5271 sayılı Ceza Muhakemesi Kanunu’nun 139. maddesinde de belirtildiği üzere gizli soruşturmacı görevlendirilmesindeki amaç örgüt faaliyeti içerisinde işlendiğine ilişkin kuvvetli şüphe bulunan, başka şekilde delil elde etme imkanı bulunmayan ve ilgili maddede sınırlı sayıda düzenlenmiş olan suçların ortaya çıkarılmasına yönelik delil elde edilmesidir. Gizli soruşturmacı usulünün uygulanabilmesi için “kuvvetli şüphe ve başka yolla delil elde edilemeyecek olması” şarttır.[2] Gizli soruşturmacı içerisine sızdırılmış olduğu örgüte ilişkin her türlü araştırma yapmak ve örgütün faaliyetleri çerçevesinde işlemiş olduğu suçlara ilişkin olarak delil toplamakla yükümlüdür.

CMK m. 139/5 hükmü gereğince “Soruşturmacı, görevini yerine getirirken suç işleyemez ve görevlendirildiği örgütün işlemekte olduğu suçlardan sorumlu tutulamaz”. Gizli soruşturmacı içerisine girmiş olduğu örgütün işlemekte olduğu suçlara ilişkin olarak kimliğinin ortaya çıkmaması nedeniyle dahi katılması hâlinde CMK gereğince işlediği suçlardan sorumlu tutulacaktır.

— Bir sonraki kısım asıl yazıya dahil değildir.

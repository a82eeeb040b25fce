//! Base modal view
//!
//! A modal is an overlay covering the whole frame with a centered
//! container split into header, content and footer regions. Section
//! values are producers: either fixed text or a closure re-evaluated
//! at every render.

use std::fmt;
use std::sync::Arc;

use crossterm::event::{KeyCode, KeyEvent, MouseButton, MouseEvent, MouseEventKind};
use ratatui::{
    layout::{Alignment, Rect},
    text::Span,
    widgets::{Block, Borders, Clear, Paragraph, Wrap},
    Frame,
};
use tracing::debug;

use crate::{
    error::{ViewError, ViewResult},
    event::{EventCallback, EventKind, EventRegistry, ModalEvent},
    ui::layout::{centered_rect, hit, section_chunks},
    ui::theme::Theme,
};

/// Value of a header, content or footer section
///
/// Dynamic sources are resolved again on every render and on every
/// change comparison, so their output may vary over time.
#[derive(Clone)]
pub enum SectionSource {
    /// Fixed text
    Text(String),
    /// Closure producing the text on demand
    Dynamic(Arc<dyn Fn() -> String + Send + Sync>),
}

impl SectionSource {
    /// Create a fixed text source
    pub fn text<S: Into<String>>(text: S) -> Self {
        Self::Text(text.into())
    }

    /// Create a dynamic source from a closure
    pub fn dynamic<F>(producer: F) -> Self
    where
        F: Fn() -> String + Send + Sync + 'static,
    {
        Self::Dynamic(Arc::new(producer))
    }

    /// Produce the current text of this source
    pub fn resolve(&self) -> String {
        match self {
            Self::Text(text) => text.clone(),
            Self::Dynamic(producer) => producer(),
        }
    }
}

impl fmt::Debug for SectionSource {
    fn fmt(&self, f: &mut fmt::Formatter<'_>) -> fmt::Result {
        match self {
            Self::Text(text) => f.debug_tuple("Text").field(text).finish(),
            Self::Dynamic(_) => f.debug_tuple("Dynamic").field(&"<closure>").finish(),
        }
    }
}

impl From<&str> for SectionSource {
    fn from(text: &str) -> Self {
        Self::Text(text.to_string())
    }
}

impl From<String> for SectionSource {
    fn from(text: String) -> Self {
        Self::Text(text)
    }
}

/// The three section producers of a modal
///
/// A missing section renders as an empty region.
#[derive(Debug, Clone, Default)]
pub struct Sections {
    pub header: Option<SectionSource>,
    pub content: Option<SectionSource>,
    pub footer: Option<SectionSource>,
}

/// Construction options for [`ModalView`]
///
/// Every recognized option is an explicit field; there is no dynamic
/// option map. Missing sections render nothing, missing callbacks
/// register nothing.
#[derive(Default)]
pub struct ModalOptions {
    /// Initial header section
    pub header: Option<SectionSource>,
    /// Initial content section
    pub content: Option<SectionSource>,
    /// Initial footer section
    pub footer: Option<SectionSource>,
    /// Callback registered for the show notification
    pub on_show: Option<EventCallback>,
    /// Callback registered for the hide notification
    pub on_hide: Option<EventCallback>,
}

/// Result from modal interaction
#[derive(Debug, Clone, PartialEq)]
pub enum ModalResult {
    /// No action taken
    None,
    /// The modal was hidden
    Hidden,
    /// A footer button was pressed
    ButtonPressed(String),
    /// A prompt was resolved affirmatively
    Confirmed,
    /// A prompt was resolved negatively
    Canceled,
}

/// Trait for modal views
pub trait Modal {
    /// Render the modal
    fn render(&mut self, frame: &mut Frame, area: Rect, theme: &Theme);

    /// Handle key events
    fn handle_key_event(&mut self, key: KeyEvent) -> ViewResult<ModalResult>;

    /// Handle mouse events
    fn handle_mouse_event(&mut self, mouse: MouseEvent) -> ViewResult<ModalResult>;

    /// Check if the modal is visible
    fn is_visible(&self) -> bool;

    /// Hide the modal
    fn hide(&mut self);
}

/// Base modal view
///
/// Owns the visibility flag, the section producers and the per-instance
/// event registry. An overlay click or Esc hides this instance and no
/// other.
pub struct ModalView {
    visible: bool,
    sections: Sections,
    events: EventRegistry,
    /// Container rectangle recorded at render time for hit-testing
    container: Option<Rect>,
    width_percent: u16,
    height_percent: u16,
    dismiss_on_overlay_click: bool,
}

impl ModalView {
    /// Create a new hidden modal from construction options
    pub fn new(options: ModalOptions) -> Self {
        let mut events = EventRegistry::new();
        if let Some(callback) = options.on_show {
            events.subscribe(EventKind::Show, callback);
        }
        if let Some(callback) = options.on_hide {
            events.subscribe(EventKind::Hide, callback);
        }

        Self {
            visible: false,
            sections: Sections {
                header: options.header,
                content: options.content,
                footer: options.footer,
            },
            events,
            container: None,
            width_percent: 60,
            height_percent: 40,
            dismiss_on_overlay_click: true,
        }
    }

    /// Make the modal visible
    ///
    /// Fails with [`ViewError::AlreadyVisible`] when called on a visible
    /// instance.
    pub fn show(&mut self) -> ViewResult<()> {
        if self.visible {
            return Err(ViewError::AlreadyVisible);
        }

        debug!("showing modal");
        self.visible = true;
        self.events.emit(&ModalEvent::Shown);
        Ok(())
    }

    /// Hide the modal
    ///
    /// Emits one hide notification per call, also when already hidden.
    pub fn hide(&mut self) {
        debug!("hiding modal");
        self.visible = false;
        self.container = None;
        self.events.emit(&ModalEvent::Hidden);
    }

    /// Check if the modal is visible
    pub fn is_visible(&self) -> bool {
        self.visible
    }

    /// Register a callback for an event kind
    pub fn on(&mut self, kind: EventKind, callback: EventCallback) {
        self.events.subscribe(kind, callback);
    }

    /// Deliver an event to this instance's subscribers
    pub(crate) fn emit(&mut self, event: &ModalEvent) {
        self.events.emit(event);
    }

    /// Current header text
    pub fn header(&self) -> Option<String> {
        self.sections.header.as_ref().map(SectionSource::resolve)
    }

    /// Replace the header section
    ///
    /// Emits a header-changed notification when the resolved text
    /// differs from the current one.
    pub fn set_header<S: Into<SectionSource>>(&mut self, source: S) {
        let source = source.into();
        let changed = self.replace_section(Section::Header, source);
        if let Some(text) = changed {
            self.events.emit(&ModalEvent::HeaderChanged(text));
        }
    }

    /// Current content text
    pub fn content(&self) -> Option<String> {
        self.sections.content.as_ref().map(SectionSource::resolve)
    }

    /// Replace the content section
    pub fn set_content<S: Into<SectionSource>>(&mut self, source: S) {
        let source = source.into();
        let changed = self.replace_section(Section::Content, source);
        if let Some(text) = changed {
            self.events.emit(&ModalEvent::ContentChanged(text));
        }
    }

    /// Current footer text
    pub fn footer(&self) -> Option<String> {
        self.sections.footer.as_ref().map(SectionSource::resolve)
    }

    /// Replace the footer section
    pub fn set_footer<S: Into<SectionSource>>(&mut self, source: S) {
        let source = source.into();
        let changed = self.replace_section(Section::Footer, source);
        if let Some(text) = changed {
            self.events.emit(&ModalEvent::FooterChanged(text));
        }
    }

    /// Set the container size as percentages of the frame
    pub fn set_size_percent(&mut self, width_percent: u16, height_percent: u16) {
        self.width_percent = width_percent.clamp(10, 100);
        self.height_percent = height_percent.clamp(10, 100);
    }

    /// Control whether a click on the overlay hides the modal
    pub fn set_dismiss_on_overlay_click(&mut self, dismiss: bool) {
        self.dismiss_on_overlay_click = dismiss;
    }

    /// Store the new source and report the new text when it differs
    fn replace_section(&mut self, section: Section, source: SectionSource) -> Option<String> {
        let new_text = source.resolve();
        let slot = match section {
            Section::Header => &mut self.sections.header,
            Section::Content => &mut self.sections.content,
            Section::Footer => &mut self.sections.footer,
        };
        let unchanged = slot
            .as_ref()
            .map(|current| current.resolve() == new_text)
            .unwrap_or(false);

        *slot = Some(source);
        if unchanged {
            None
        } else {
            Some(new_text)
        }
    }

    /// Render overlay, container, header and content; returns the
    /// footer region for the caller to fill
    pub(crate) fn render_shell(
        &mut self,
        frame: &mut Frame,
        area: Rect,
        theme: &Theme,
    ) -> Option<Rect> {
        if !self.visible {
            self.container = None;
            return None;
        }

        // Overlay covers the whole frame behind the container
        frame.render_widget(Clear, area);
        frame.render_widget(Block::default().style(theme.overlay_style()), area);

        let container = centered_rect(self.width_percent, self.height_percent, area);
        self.container = Some(container);
        frame.render_widget(Clear, container);

        let [header_area, content_area, footer_area] = section_chunks(container);

        // Header
        let header_text = self
            .sections
            .header
            .as_ref()
            .map(SectionSource::resolve)
            .unwrap_or_default();
        let title_block = Block::default()
            .borders(Borders::TOP | Borders::LEFT | Borders::RIGHT)
            .title(Span::styled(header_text, theme.title_style()))
            .border_style(theme.container_border_style());
        frame.render_widget(title_block, header_area);

        // Content
        let content_text = self
            .sections
            .content
            .as_ref()
            .map(SectionSource::resolve)
            .unwrap_or_default();
        let content = Paragraph::new(content_text)
            .block(
                Block::default()
                    .borders(Borders::LEFT | Borders::RIGHT)
                    .border_style(theme.container_border_style()),
            )
            .style(theme.text_style())
            .alignment(Alignment::Center)
            .wrap(Wrap { trim: true });
        frame.render_widget(content, content_area);

        Some(footer_area)
    }
}

impl Modal for ModalView {
    fn render(&mut self, frame: &mut Frame, area: Rect, theme: &Theme) {
        if let Some(footer_area) = self.render_shell(frame, area, theme) {
            let footer_text = self
                .sections
                .footer
                .as_ref()
                .map(SectionSource::resolve)
                .unwrap_or_default();
            let footer = Paragraph::new(footer_text)
                .block(
                    Block::default()
                        .borders(Borders::LEFT | Borders::RIGHT | Borders::BOTTOM)
                        .border_style(theme.container_border_style()),
                )
                .style(theme.text_style())
                .alignment(Alignment::Center);
            frame.render_widget(footer, footer_area);
        }
    }

    fn handle_key_event(&mut self, key: KeyEvent) -> ViewResult<ModalResult> {
        if !self.visible {
            return Ok(ModalResult::None);
        }

        match key.code {
            KeyCode::Esc => {
                self.hide();
                Ok(ModalResult::Hidden)
            }
            _ => Ok(ModalResult::None),
        }
    }

    fn handle_mouse_event(&mut self, mouse: MouseEvent) -> ViewResult<ModalResult> {
        if !self.visible {
            return Ok(ModalResult::None);
        }

        match mouse.kind {
            MouseEventKind::Down(MouseButton::Left) => {
                if let Some(container) = self.container {
                    if hit(container, mouse.column, mouse.row) {
                        // Clicks inside the container never reach the overlay
                        return Ok(ModalResult::None);
                    }
                }
                if self.dismiss_on_overlay_click {
                    self.hide();
                    return Ok(ModalResult::Hidden);
                }
                Ok(ModalResult::None)
            }
            _ => Ok(ModalResult::None),
        }
    }

    fn is_visible(&self) -> bool {
        self.visible
    }

    fn hide(&mut self) {
        ModalView::hide(self);
    }
}

/// Section discriminant used by the setters
enum Section {
    Header,
    Content,
    Footer,
}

“Bazı durumlarda gizli soruşturmacının suça bulaşmaması çok zor olabilir. Deşifre olma tehlikesi ile karşı karşıya kalabilir. Bu durumda Malkoç/Yüksektepe’ye göre;soruşturmacı kimliği anlaşıldığında öldürülme veya çok ağır yaralanma veya başkaca mali bir zarara uğrama tehlikesi ile karşı karşıya kalabilir. Bu durumda TCK m. 25/2 kapsamında ve koşullarında hareket edebilmelidir. Gizli soruşturmacı zorunluluk doğduğu hallerde mümkün olabilecek en hafif şekilde suça katılabilir. Kanaatimce gizli soruşturmacının örgüt içinde tutunabilmesi için bazı hafif ve basit ve az zararlı suçları işleyebilmesi kanunda düzenlenmeliydi. Aksi takdirde gizli soruşturmacının örgüt içinde deşifre olmadan kalabilmesi çok zor bir durumdur.”[3]

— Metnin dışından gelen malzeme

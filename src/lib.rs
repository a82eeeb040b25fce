//! modalview - Modal, confirm and prompt dialog views for ratatui
//!
//! This library provides a small family of modal dialog widgets for
//! terminal applications built with ratatui and crossterm:
//!
//! - [`ModalView`]: show/hide lifecycle, header/content/footer sections
//!   with change notification, per-instance event callbacks
//! - [`ConfirmView`]: labelled footer buttons with a button-press
//!   notification
//! - [`PromptView`]: resolves a stored callback with confirmation or
//!   cancellation depending on the pressed button
//!
//! Each view owns its event subscriptions; overlay clicks and Esc hide
//! only the instance that received them.

pub mod config;
pub mod error;
pub mod event;
pub mod ui;

pub use config::Config;
pub use error::{ViewError, ViewResult};
pub use event::{EventCallback, EventKind, ModalEvent};
pub use ui::{
    ConfirmOptions, ConfirmView, Modal, ModalOptions, ModalResult, ModalView, PromptCanceled,
    PromptView, SectionSource, Theme,
};

use anyhow::Result;
use tracing_subscriber::{layer::SubscriberExt, util::SubscriberInitExt};

/// Initialize the logging system with structured logging
///
/// Log levels are configurable via the RUST_LOG environment variable.
pub fn initialize_logging() -> Result<()> {
    tracing_subscriber::registry()
        .with(
            tracing_subscriber::EnvFilter::try_from_default_env()
                .unwrap_or_else(|_| "modalview=info".into()),
        )
        .with(tracing_subscriber::fmt::layer())
        .init();

    Ok(())
}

Gizli soruşturmacının amacı suç işlediğine ilişkin kuvetli şüphe bulunan ve başka yolla delil elde edilemeyecek olan örgüte sızmak, araştırma yapmak, delilleri toplamak ve örgütü çökertmektir. Bu husus Birleşmiş Milletler’e ilişkin rapora şu şekilde yansımıştır: “İyi eğitilmiş bir gizli soruşturmacının kanun uygulayıcılarının suçla mücadelede kullanabileceği en etkin tedbirdir ve gizli soruşturmacı operasyonu yapılmayan bir ülkede suç örgütleriyle mücadelenin sorgulanması gerekir”.[4]

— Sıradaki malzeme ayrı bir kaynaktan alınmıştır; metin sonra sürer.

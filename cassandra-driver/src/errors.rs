//! Errors returned by the driver.

use std::sync::Arc;
use std::time::Duration;

use cassandra_cql::frame::frame_errors::{CqlRequestSerializationError, FrameError, ParseError};
use cassandra_cql::frame::request::batch::BatchTypeParseError;
use cassandra_cql::frame::request::RequestOpcode;
use cassandra_cql::frame::response;
use cassandra_cql::frame::ProtocolVersion;
use thiserror::Error;

pub use cassandra_cql::frame::response::error::{DbError, WriteType};

use crate::authentication::AuthError;

/// Error that occurred during query execution
#[derive(Error, Debug, Clone)]
#[non_exhaustive]
pub enum QueryError {
    /// Database sent a response containing some error with a message
    #[error("Database returned an error: {0}, Error message: {1}")]
    DbError(DbError, String),

    /// Caller passed an invalid query
    #[error(transparent)]
    BadQuery(#[from] BadQuery),

    /// Input/Output error has occurred, connection broken etc.
    #[error("IO Error: {0}")]
    IoError(Arc<std::io::Error>),

    /// The connection failed while the request was in flight, or was already unusable.
    #[error(transparent)]
    BrokenConnection(#[from] BrokenConnectionError),

    /// Unexpected message received
    #[error("Protocol Error: {0}")]
    ProtocolError(String),

    /// No response arrived within the request timeout. The request may still
    /// have been executed by the server.
    #[error("Request timeout: no response within {0:?}")]
    RequestTimeout(Duration),

    /// Every stream id of the chosen connection is in use.
    #[error("Connection busy: all {0} stream ids are in use")]
    ConnectionBusy(usize),

    /// The pool has no usable connection.
    #[error("No connections available")]
    NoConnections,
}

impl QueryError {
    /// Whether the error was returned by the server, as opposed to being a
    /// transport or client side failure.
    pub fn is_server_error(&self) -> bool {
        matches!(self, QueryError::DbError(..))
    }
}

impl From<std::io::Error> for QueryError {
    fn from(io_error: std::io::Error) -> QueryError {
        QueryError::IoError(Arc::new(io_error))
    }
}

impl From<CqlRequestSerializationError> for QueryError {
    fn from(serialization_error: CqlRequestSerializationError) -> QueryError {
        QueryError::BadQuery(BadQuery::Serialization(serialization_error))
    }
}

impl From<BadKeyspaceName> for QueryError {
    fn from(keyspace_err: BadKeyspaceName) -> QueryError {
        QueryError::BadQuery(BadQuery::BadKeyspaceName(keyspace_err))
    }
}

impl From<response::Error> for QueryError {
    fn from(error: response::Error) -> QueryError {
        QueryError::DbError(error.error, error.reason)
    }
}

/// Caller passed an invalid query or used the API incorrectly.
#[derive(Error, Debug, Clone)]
#[non_exhaustive]
pub enum BadQuery {
    /// Values could not be encoded, or the request did not fit into a frame
    #[error("Serializing request failed: {0}")]
    Serialization(CqlRequestSerializationError),

    #[error("Passed invalid keyspace name to use: {0}")]
    BadKeyspaceName(#[from] BadKeyspaceName),

    #[error(transparent)]
    BadBatchType(#[from] BatchTypeParseError),

    /// A prepared statement was added to a batch for a connection it is not prepared on
    #[error("Statement {0:?} is not prepared on this connection")]
    NotPrepared(String),

    #[error("{0}")]
    Other(String),
}

/// Invalid keyspace name given to `Client::use_keyspace()`
#[derive(Debug, Error, Clone, PartialEq, Eq)]
pub enum BadKeyspaceName {
    /// Keyspace name is empty
    #[error("Keyspace name is empty")]
    Empty,

    /// Keyspace name too long, must be up to 48 characters
    #[error("Keyspace name too long, must be up to 48 characters, found {1} characters. Bad keyspace name: '{0}'")]
    TooLong(String, usize),

    /// Illegal character - only alpha-numeric and underscores allowed.
    #[error("Illegal character found: '{1}', only alpha-numeric and underscores allowed. Bad keyspace name: '{0}'")]
    IllegalCharacter(String, char),
}

/// A fatal connection error. It is delivered to every request pending on the
/// connection and to the connection's error receiver.
#[derive(Error, Debug, Clone)]
#[non_exhaustive]
pub enum BrokenConnectionError {
    #[error("Failed to read a frame: {0}")]
    FrameError(FrameError),

    #[error("Failed to parse a {opcode:?} response on stream {stream}: {error}")]
    ResponseParseError {
        stream: i16,
        opcode: response::ResponseOpcode,
        error: ParseError,
    },

    #[error("Failed to write data: {0}")]
    WriteError(Arc<std::io::Error>),

    #[error("Received response with unexpected stream id {0}")]
    UnexpectedStreamId(i16),

    #[error("Too many orphaned stream ids: {0}")]
    TooManyOrphanedStreamIds(u16),

    #[error("Connection was closed")]
    Closed,

    #[error("Expected EVENT on the event stream, got {0}")]
    UnexpectedEventResponse(&'static str),

    #[error("Event receiver was dropped")]
    EventChannelClosed,
}

impl From<FrameError> for BrokenConnectionError {
    fn from(frame_error: FrameError) -> Self {
        BrokenConnectionError::FrameError(frame_error)
    }
}

/// Error that occurred while opening a single connection.
#[derive(Error, Debug, Clone)]
#[non_exhaustive]
pub enum ConnectionError {
    #[error("Connect timeout elapsed")]
    ConnectTimeout,

    #[error("IO Error: {0}")]
    IoError(Arc<std::io::Error>),

    /// A request of the handshake failed.
    #[error("{request} request failed during connection setup: {error}")]
    Setup {
        request: RequestOpcode,
        error: QueryError,
    },

    #[error("Server requested authentication with {0}, but no authenticator is configured")]
    MissingAuthentication(String),

    #[error("Authentication failed: {0}")]
    AuthenticationFailed(AuthError),

    #[error("Server rejected every protocol version down to {0}")]
    ProtocolVersionRejected(ProtocolVersion),
}

impl From<std::io::Error> for ConnectionError {
    fn from(io_error: std::io::Error) -> Self {
        ConnectionError::IoError(Arc::new(io_error))
    }
}

/// Error that occurred during client creation
#[derive(Error, Debug, Clone)]
#[non_exhaustive]
pub enum NewClientError {
    /// Failed to resolve hostname passed in Client creation
    #[error("Couldn't resolve any hostname: {0:?}")]
    FailedToResolveAnyHostname(Vec<String>),

    /// List of known nodes passed to Client constructor is empty
    #[error("Empty known nodes list")]
    EmptyKnownNodesList,

    /// None of the seed nodes accepted a connection; holds the last failure.
    #[error("Could not connect to any seed node: {0}")]
    Connection(#[from] ConnectionError),

    /// Connected, but the initial queries (keyspace, peer discovery) failed.
    #[error(transparent)]
    Query(#[from] QueryError),

    #[error(transparent)]
    BadKeyspaceName(#[from] BadKeyspaceName),

    #[error("Failed to start the runtime of the blocking client: {0}")]
    Runtime(Arc<std::io::Error>),
}

#[cfg(test)]
mod tests {
    use super::*;
    use cassandra_cql::Consistency;

    #[test]
    fn dberror_full_info() {
        let db_error = DbError::Unavailable {
            consistency: Consistency::Three,
            required: 3,
            alive: 2,
        };

        let expected_dberr_msg = "Not enough nodes are alive to satisfy required consistency level \
            (consistency: THREE, required: 3, alive: 2)";
        assert_eq!(db_error.to_string(), expected_dberr_msg);

        let query_error =
            QueryError::DbError(db_error, "a message about unavailable error".to_string());
        assert_eq!(
            query_error.to_string(),
            format!(
                "Database returned an error: {expected_dberr_msg}, Error message: a message about unavailable error"
            )
        );
        assert!(query_error.is_server_error());
    }

    #[test]
    fn transport_errors_are_not_server_errors() {
        assert!(!QueryError::NoConnections.is_server_error());
        assert!(!QueryError::from(BrokenConnectionError::Closed).is_server_error());
    }
}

GİZLİ SORUŞTURMACININ TÜRK HUKUKUNDAKİ YERİ

Gizli soruşturmacı uygulamasının Türk hukuku açısından uygulanma tarihi örgütlü suçların ortaya çıktığı tarihe dayanmaktadır. Zira örgütlü suçlarla müacedelede klasik tedbirler yetersiz kalmış, buna karşılık herhangi bir müdahalede bulunmaması beklenemeyecek kolluk kuvvetleri de birtakım tedbirler uygulamak zorunda kalmıştır.

Türk Hukukundaki uygulamaya bakıldığında yasal düzenlemeler öncesinde gizli araştırıcı, gizli görevli, gizli ajan, ajan provokatör gibi isimler kullanılmıştır. Yasal düzenleme öncesinde gizli soruşturmacı kullanılması konusu genellikle ajan provokatör veya kışkırtıcı ajan çerçevesinde tartışılmıştır. Doktrinde birtakım yazarlar gizli soruşturmacı görevlendirilmesinin özel hayata ve temel haklara müdahale olmadığından kullanılmasında herhangi bir sakınca olmadığını belirtmiş, bazı yazarlar ise bu tarz uygulamaların mutlaka yasal düzenleme çerçevesi adı altında gerçekleştirilmesi gerektiğini belirtmiştir. Bu sebeple yasal düzenlemeden öncee gizli soruşturmacı, kolluk kuvvetlerinin genel yetkileri içerisinde değerlendirilmiştir.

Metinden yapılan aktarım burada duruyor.